A New Era of Painful Listening

Ryan Alcazar
Jan 18, 2017 · 3 min read

During my dizzying trip home for the holidays this year, aside from the usual panic attacks over running dangerously late to catch my flight, I encountered a new capitalist phenomenon: in-person, on-plane, airline advertisements. Sure, missing my train (twice) from deceivingly optimistic sense of time, having to convince the Greyhound driver to let me on even though I was 5 heaping dollars short of the ticket price, and being yelled at by a man who insisted on blockading anybody’s escalation on the escalator, was an experience in and of itself. But the story of hellish travel nightmares has been said and done, only really having any value in TripAdvisor reviews. What I was less sensitized to during this particular trip, however, was the mobilizing nature of visceral commercialization that manifested during my six hour-long flight.

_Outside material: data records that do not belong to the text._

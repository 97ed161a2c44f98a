//! `tabular-view-core` provides a sortable, paginated data table for terminal UIs, plus the small
//! calendar and toast helpers that usually sit next to it.
//!
//! ## Design goals
//!
//! - Event-loop agnostic: you feed [`input::InputEvent`]s in and render into a `ratatui` buffer.
//! - Headless state: sorting and paging live in [`table::state::TableState`], a pure reducer you
//!   can drive without the widget.
//! - The host owns the data: the table never reorders or mutates rows, it derives an index
//!   permutation and a page slice.
//! - Row activation is app-controlled: the table emits [`table::TableAction::RowActivated`] (and
//!   calls the optional `on_row_click` callback); what happens next is up to you.
//!
//! ## Getting started
//!
//! Most users should depend on the facade crate `tabular-view`.
//!
//! Useful entry points:
//! - [`table::TableView`]: the widget.
//! - [`table::sort::sort_order`] and [`table::paginate::page_window`]: the algorithms, usable on
//!   their own.
//! - [`config::TableConfig`]: TOML-backed options.
//! - [`calendar::CalendarMonth`]: 6×7 month grid.
//! - [`toast::ToastQueue`]: notifications with caller-driven expiry.
pub mod theme;

#[cfg(feature = "crossterm")]
pub mod crossterm_input;

pub mod render;

pub mod calendar;
pub mod config;
pub mod error;
pub mod help;
pub mod input;
pub mod keymap;
pub mod table;
pub mod toast;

After feeling nauseously claustrophobic from my middle seat, I scoured the aisle for alternatives. I finally found an aisle seat, and immediately felt my heartbeat retire to a steady rhythm. The five remaining hours suddenly seemed less daunting; I could do this. I was afraid reading would only trigger more nausea, so I turned to my personal entertainment screen, that was sitting five inches from my face, instead.

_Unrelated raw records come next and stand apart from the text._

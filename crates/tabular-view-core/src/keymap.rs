use crate::input::KeyCode;
use crate::input::KeyEvent;
use crate::input::KeyModifiers;

#[derive(Clone, Debug, PartialEq, Eq)]
pub struct Binding {
    pub keys: Vec<KeyEvent>,
    pub help_key: String,
    pub help_desc: String,
}

impl Binding {
    pub fn new(
        help_key: impl Into<String>,
        help_desc: impl Into<String>,
        keys: Vec<KeyEvent>,
    ) -> Self {
        Self {
            keys,
            help_key: help_key.into(),
            help_desc: help_desc.into(),
        }
    }

    pub fn matches(&self, event: &KeyEvent) -> bool {
        self.keys.iter().any(|k| key_event_matches(k, event))
    }
}

pub fn key_event_matches(pattern: &KeyEvent, event: &KeyEvent) -> bool {
    pattern.code == event.code && pattern.modifiers == event.modifiers
}

pub fn key(code: KeyCode) -> KeyEvent {
    KeyEvent::new(code)
}

pub fn key_char(c: char) -> KeyEvent {
    KeyEvent::new(KeyCode::Char(c))
}

pub fn key_ctrl(c: char) -> KeyEvent {
    KeyEvent::new(KeyCode::Char(c)).with_modifiers(KeyModifiers::ctrl())
}

/// Commands understood by [`crate::table::TableView`].
#[derive(Clone, Copy, Debug, PartialEq, Eq)]
pub enum TableCommand {
    CursorUp,
    CursorDown,
    Activate,
    CycleSort,
    ReverseSort,
    NextPage,
    PreviousPage,
    FirstPage,
    LastPage,
    GrowPageSize,
    ShrinkPageSize,
}

/// Key bindings for table navigation.
///
/// Each field is a [`Binding`], so the same values drive both dispatch ([`Self::command_for`])
/// and the hints shown by [`crate::help::HelpBar`].
#[derive(Clone, Debug)]
pub struct TableBindings {
    pub cursor_up: Binding,
    pub cursor_down: Binding,
    pub activate: Binding,
    pub cycle_sort: Binding,
    pub reverse_sort: Binding,
    pub next_page: Binding,
    pub previous_page: Binding,
    pub first_page: Binding,
    pub last_page: Binding,
    pub grow_page_size: Binding,
    pub shrink_page_size: Binding,
}

impl Default for TableBindings {
    fn default() -> Self {
        Self {
            cursor_up: Binding::new("↑/k", "up", vec![key(KeyCode::Up), key_char('k')]),
            cursor_down: Binding::new("↓/j", "down", vec![key(KeyCode::Down), key_char('j')]),
            activate: Binding::new("enter", "open", vec![key(KeyCode::Enter)]),
            cycle_sort: Binding::new("s", "sort", vec![key_char('s')]),
            reverse_sort: Binding::new("r", "reverse", vec![key_char('r')]),
            next_page: Binding::new(
                "→/n",
                "next page",
                vec![key(KeyCode::Right), key(KeyCode::PageDown), key_char('n')],
            ),
            previous_page: Binding::new(
                "←/p",
                "prev page",
                vec![key(KeyCode::Left), key(KeyCode::PageUp), key_char('p')],
            ),
            first_page: Binding::new("g", "first", vec![key(KeyCode::Home), key_char('g')]),
            last_page: Binding::new("G", "last", vec![key(KeyCode::End), key_char('G')]),
            grow_page_size: Binding::new("+", "more rows", vec![key_char('+'), key_char('=')]),
            shrink_page_size: Binding::new("-", "fewer rows", vec![key_char('-')]),
        }
    }
}

impl TableBindings {
    pub fn command_for(&self, key: &KeyEvent) -> Option<TableCommand> {
        let table = [
            (&self.cursor_up, TableCommand::CursorUp),
            (&self.cursor_down, TableCommand::CursorDown),
            (&self.activate, TableCommand::Activate),
            (&self.cycle_sort, TableCommand::CycleSort),
            (&self.reverse_sort, TableCommand::ReverseSort),
            (&self.next_page, TableCommand::NextPage),
            (&self.previous_page, TableCommand::PreviousPage),
            (&self.first_page, TableCommand::FirstPage),
            (&self.last_page, TableCommand::LastPage),
            (&self.grow_page_size, TableCommand::GrowPageSize),
            (&self.shrink_page_size, TableCommand::ShrinkPageSize),
        ];
        table
            .into_iter()
            .find(|(binding, _)| binding.matches(key))
            .map(|(_, command)| command)
    }

    /// Bindings worth showing in a help bar, in display order.
    ///
    /// Page bindings are left out when the table is not paginated.
    pub fn help(&self, paginated: bool) -> Vec<Binding> {
        let mut out = vec![
            self.cursor_down.clone(),
            self.cursor_up.clone(),
            self.activate.clone(),
            self.cycle_sort.clone(),
            self.reverse_sort.clone(),
        ];
        if paginated {
            out.extend([
                self.next_page.clone(),
                self.previous_page.clone(),
                self.grow_page_size.clone(),
            ]);
        }
        out
    }
}

#[cfg(test)]
mod tests {
    use super::*;

    #[test]
    fn binding_matches_exact_modifiers() {
        let b = Binding::new("q", "quit", vec![key_char('q')]);
        assert!(b.matches(&key_char('q')));
        assert!(!b.matches(&key_ctrl('q')));
    }

    #[test]
    fn default_bindings_resolve_commands() {
        let b = TableBindings::default();
        assert_eq!(b.command_for(&key_char('n')), Some(TableCommand::NextPage));
        assert_eq!(b.command_for(&key(KeyCode::End)), Some(TableCommand::LastPage));
        assert_eq!(b.command_for(&key_char('G')), Some(TableCommand::LastPage));
        assert_eq!(b.command_for(&key_char('g')), Some(TableCommand::FirstPage));
        assert_eq!(b.command_for(&key_ctrl('n')), None);
    }

    #[test]
    fn help_hides_page_keys_without_pagination() {
        let b = TableBindings::default();
        assert!(b.help(false).iter().all(|h| h.help_desc != "next page"));
        assert!(b.help(true).iter().any(|h| h.help_desc == "next page"));
    }
}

While enjoying a free, lackadaisical rewatch of Inception, a voice snapped me out of my daze to talk to its flight patrons all about the wonderful offers that American Airlines had in store for them. It blared so loud through my headphones I yanked them off, only to hear it echo even louder down the aisle. I started noticing a handful of people looking around for the obnoxious source that was booming through the cabin — half confused, half stunned by its inescapable nature. There was nowhere to run; nowhere to hide.

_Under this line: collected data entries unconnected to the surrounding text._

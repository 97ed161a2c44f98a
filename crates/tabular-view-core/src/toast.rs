//! Transient notifications.
//!
//! [`ToastQueue`] does no timing of its own. The app calls [`ToastQueue::tick`] from its event
//! loop and redraws when toasts expire.

use crate::render;
use crate::theme::Theme;
use ratatui::buffer::Buffer;
use ratatui::layout::Rect;
use ratatui::style::Style;
use serde::Deserialize;
use serde::Serialize;
use std::time::Duration;
use std::time::Instant;

pub const DEFAULT_DURATION: Duration = Duration::from_millis(3000);

#[derive(Clone, Copy, Debug, PartialEq, Eq, PartialOrd, Ord, Hash)]
pub struct ToastId(u64);

#[derive(Clone, Copy, Debug, Default, PartialEq, Eq, Hash, Serialize, Deserialize)]
#[serde(rename_all = "lowercase")]
pub enum ToastKind {
    Success,
    Error,
    Warning,
    #[default]
    Info,
    Alert,
}

impl ToastKind {
    pub fn icon(self) -> &'static str {
        match self {
            ToastKind::Success => "✓",
            ToastKind::Error => "✗",
            ToastKind::Warning => "⚠",
            ToastKind::Info => "ℹ",
            ToastKind::Alert => "!",
        }
    }

    fn style(self, theme: &Theme) -> Style {
        match self {
            ToastKind::Success => theme.success,
            ToastKind::Error => theme.danger,
            ToastKind::Warning | ToastKind::Alert => theme.warning,
            ToastKind::Info => theme.info,
        }
    }
}

#[derive(Clone, Copy, Debug, Default, PartialEq, Eq, Hash, Serialize, Deserialize)]
#[serde(rename_all = "kebab-case")]
pub enum ToastPosition {
    TopLeft,
    TopCenter,
    #[default]
    TopRight,
    CenterLeft,
    Center,
    CenterRight,
    BottomLeft,
    BottomCenter,
    BottomRight,
}

impl ToastPosition {
    pub const ALL: [ToastPosition; 9] = [
        ToastPosition::TopLeft,
        ToastPosition::TopCenter,
        ToastPosition::TopRight,
        ToastPosition::CenterLeft,
        ToastPosition::Center,
        ToastPosition::CenterRight,
        ToastPosition::BottomLeft,
        ToastPosition::BottomCenter,
        ToastPosition::BottomRight,
    ];

    /// (column, row) alignment, each 0 = start, 1 = middle, 2 = end.
    fn anchor(self) -> (u8, u8) {
        let i = ToastPosition::ALL.iter().position(|p| *p == self).unwrap_or(2) as u8;
        (i % 3, i / 3)
    }
}

/// A toast before it is queued.
#[derive(Clone, Debug, PartialEq, Eq)]
pub struct Toast {
    pub message: String,
    pub kind: ToastKind,
    /// [`Duration::ZERO`] keeps the toast until it is removed.
    pub duration: Duration,
    pub show_close_button: bool,
    /// `None` uses the queue's default at push time.
    pub position: Option<ToastPosition>,
}

impl Toast {
    pub fn new(kind: ToastKind, message: impl Into<String>) -> Self {
        Self {
            message: message.into(),
            kind,
            duration: DEFAULT_DURATION,
            show_close_button: true,
            position: None,
        }
    }

    pub fn duration(mut self, duration: Duration) -> Self {
        self.duration = duration;
        self
    }

    pub fn position(mut self, position: ToastPosition) -> Self {
        self.position = Some(position);
        self
    }

    pub fn closable(mut self, show_close_button: bool) -> Self {
        self.show_close_button = show_close_button;
        self
    }
}

#[derive(Clone, Debug, PartialEq, Eq)]
pub struct ActiveToast {
    pub id: ToastId,
    pub message: String,
    pub kind: ToastKind,
    pub duration: Duration,
    pub show_close_button: bool,
    pub position: ToastPosition,
    pub created: Instant,
}

impl ActiveToast {
    pub fn is_expired(&self, now: Instant) -> bool {
        !self.duration.is_zero() && now.saturating_duration_since(self.created) >= self.duration
    }
}

#[derive(Clone, Debug, Default)]
pub struct ToastQueue {
    next_id: u64,
    default_position: ToastPosition,
    toasts: Vec<ActiveToast>,
}

impl ToastQueue {
    pub fn new() -> Self {
        Self::default()
    }

    pub fn push(&mut self, toast: Toast) -> ToastId {
        self.push_at(toast, Instant::now())
    }

    /// Queues `toast` as if created at `now`.
    pub fn push_at(&mut self, toast: Toast, now: Instant) -> ToastId {
        let id = ToastId(self.next_id);
        self.next_id += 1;
        log::debug!("toast {id:?} ({:?}): {}", toast.kind, toast.message);
        self.toasts.push(ActiveToast {
            id,
            message: toast.message,
            kind: toast.kind,
            duration: toast.duration,
            show_close_button: toast.show_close_button,
            position: toast.position.unwrap_or(self.default_position),
            created: now,
        });
        id
    }

    pub fn success(&mut self, message: impl Into<String>) -> ToastId {
        self.push(Toast::new(ToastKind::Success, message))
    }

    pub fn error(&mut self, message: impl Into<String>) -> ToastId {
        self.push(Toast::new(ToastKind::Error, message))
    }

    pub fn warning(&mut self, message: impl Into<String>) -> ToastId {
        self.push(Toast::new(ToastKind::Warning, message))
    }

    pub fn info(&mut self, message: impl Into<String>) -> ToastId {
        self.push(Toast::new(ToastKind::Info, message))
    }

    pub fn alert(&mut self, message: impl Into<String>) -> ToastId {
        self.push(Toast::new(ToastKind::Alert, message))
    }

    /// Returns whether a toast with `id` was queued.
    pub fn remove(&mut self, id: ToastId) -> bool {
        let before = self.toasts.len();
        self.toasts.retain(|t| t.id != id);
        self.toasts.len() != before
    }

    pub fn clear(&mut self) {
        self.toasts.clear();
    }

    pub fn default_position(&self) -> ToastPosition {
        self.default_position
    }

    /// Applies to toasts pushed from now on.
    pub fn set_default_position(&mut self, position: ToastPosition) {
        self.default_position = position;
    }

    /// Drops expired toasts and returns their ids.
    pub fn tick(&mut self, now: Instant) -> Vec<ToastId> {
        let mut expired = Vec::new();
        self.toasts.retain(|t| {
            let keep = !t.is_expired(now);
            if !keep {
                expired.push(t.id);
            }
            keep
        });
        expired
    }

    /// Queued toasts in push order.
    pub fn toasts(&self) -> &[ActiveToast] {
        &self.toasts
    }

    pub fn at(&self, position: ToastPosition) -> impl Iterator<Item = &ActiveToast> + '_ {
        self.toasts.iter().filter(move |t| t.position == position)
    }

    pub fn is_empty(&self) -> bool {
        self.toasts.is_empty()
    }

    pub fn len(&self) -> usize {
        self.toasts.len()
    }

    /// Draws each toast as one line stacked at its position inside `area`.
    pub fn render(&self, area: Rect, buf: &mut Buffer, theme: &Theme) {
        if area.width == 0 || area.height == 0 {
            return;
        }
        for position in ToastPosition::ALL {
            let stack: Vec<&ActiveToast> = self.at(position).collect();
            if stack.is_empty() {
                continue;
            }
            let (col, row) = position.anchor();
            let height = (stack.len() as u16).min(area.height);
            let top = match row {
                0 => area.y,
                1 => area.y + (area.height - height) / 2,
                _ => area.bottom() - height,
            };
            for (i, toast) in stack.iter().take(height as usize).enumerate() {
                let close = if toast.show_close_button { " ×" } else { "" };
                let text = format!(" {} {}{} ", toast.kind.icon(), toast.message, close);
                let w = render::display_width(&text).min(area.width as usize) as u16;
                let x = match col {
                    0 => area.x,
                    1 => area.x + (area.width - w) / 2,
                    _ => area.right() - w,
                };
                let y = top + i as u16;
                let style = theme.text_primary.patch(toast.kind.style(theme));
                render::render_str_clipped(x, y, w, buf, &text, style);
            }
        }
    }
}

#[cfg(test)]
mod tests {
    use super::*;

    #[test]
    fn ids_increase_and_order_is_kept() {
        let mut q = ToastQueue::new();
        let a = q.info("one");
        let b = q.error("two");
        let c = q.success("three");
        assert!(a < b && b < c);
        q.remove(b);
        let d = q.alert("four");
        assert!(d > c);
        let messages: Vec<&str> = q.toasts().iter().map(|t| t.message.as_str()).collect();
        assert_eq!(messages, vec!["one", "three", "four"]);
        assert_eq!(q.toasts()[2].kind, ToastKind::Alert);
    }

    #[test]
    fn tick_expires_by_duration() {
        let t0 = Instant::now();
        let mut q = ToastQueue::new();
        let short = q.push_at(Toast::new(ToastKind::Info, "short"), t0);
        let long = q.push_at(
            Toast::new(ToastKind::Info, "long").duration(Duration::from_secs(10)),
            t0,
        );
        let sticky = q.push_at(
            Toast::new(ToastKind::Warning, "sticky").duration(Duration::ZERO),
            t0,
        );

        assert!(q.tick(t0 + Duration::from_millis(2999)).is_empty());
        assert_eq!(q.tick(t0 + DEFAULT_DURATION), vec![short]);
        assert_eq!(q.tick(t0 + Duration::from_secs(3600)), vec![long]);
        assert_eq!(q.toasts().len(), 1);
        assert_eq!(q.toasts()[0].id, sticky);
    }

    #[test]
    fn default_position_applies_at_push_time() {
        let mut q = ToastQueue::new();
        q.info("a");
        q.set_default_position(ToastPosition::BottomLeft);
        q.info("b");
        q.push(Toast::new(ToastKind::Info, "c").position(ToastPosition::Center));

        let positions: Vec<ToastPosition> = q.toasts().iter().map(|t| t.position).collect();
        assert_eq!(
            positions,
            vec![
                ToastPosition::TopRight,
                ToastPosition::BottomLeft,
                ToastPosition::Center
            ]
        );
        assert_eq!(q.at(ToastPosition::BottomLeft).count(), 1);
        q.clear();
        assert!(q.is_empty());
    }

    #[test]
    fn renders_at_anchor() {
        let mut q = ToastQueue::new();
        q.push(Toast::new(ToastKind::Success, "Saved").closable(false));
        q.push(Toast::new(ToastKind::Error, "Oops").position(ToastPosition::BottomLeft));

        let area = Rect::new(0, 0, 30, 5);
        let mut buf = Buffer::empty(area);
        q.render(area, &mut buf, &Theme::default());
        let line = |y: u16| -> String {
            (0..area.width)
                .map(|x| buf.cell((x, y)).map(|c| c.symbol()).unwrap_or(" "))
                .collect()
        };
        assert!(line(0).ends_with(" ✓ Saved "));
        assert!(line(4).starts_with(" ✗ Oops × "));
    }

    #[test]
    fn position_names_match_config_spelling() {
        let p: ToastPosition = serde_json::from_str("\"bottom-center\"").unwrap();
        assert_eq!(p, ToastPosition::BottomCenter);
    }
}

Just when I thought nothing to beat Spotify’s sobering commercials, it seemed that American Airlines surely rose to the occasion. At least with those online commercials, you can tune them out, step away from your computer, literally do anything but listen to that unnecessarily perky voices (yet with clear undertones of mundaneness) scratching into your head. But with the plane steward’s voice coming through both ends, the virtual and the physical, it felt eerily similar to a fascist propaganda being pounded into an exploited ear. We had no choice but listen, or at least hear, all about packages and rewards of American Airlines. It was during those surreal five minutes of in-person advertising that led me to truly fear the future of commercialization, of capitalism, especially as the short countdown to the inauguration of Donald Trump begins.

If I thought five minutes of American Airlines was wretchedly obtrusive, I can’t even begin to fathom endearing the next four years of constant national broadcasting of Trump’s voice, of Trump’s face. But even though advertisements can just as bleakly consumptive as listening to Trump’s corporatized, rhetoric (as it easy as it may be) their relevance cannot be so crassly compared. That is, we can’t just roll our eyes at the sound of a global broadcast of another one of Trump’s racist, misogynistic, xenophobic tweet, as we can with a steward blabbering on about how you can save tons on your next flight. As painful as it is to say, and unlike flight advertisements, Trump is now politically relevant. Our ears must remain open, so that we know how to act accordingly — fight accordingly — no matter how many times it brings us back to the worst flight ever.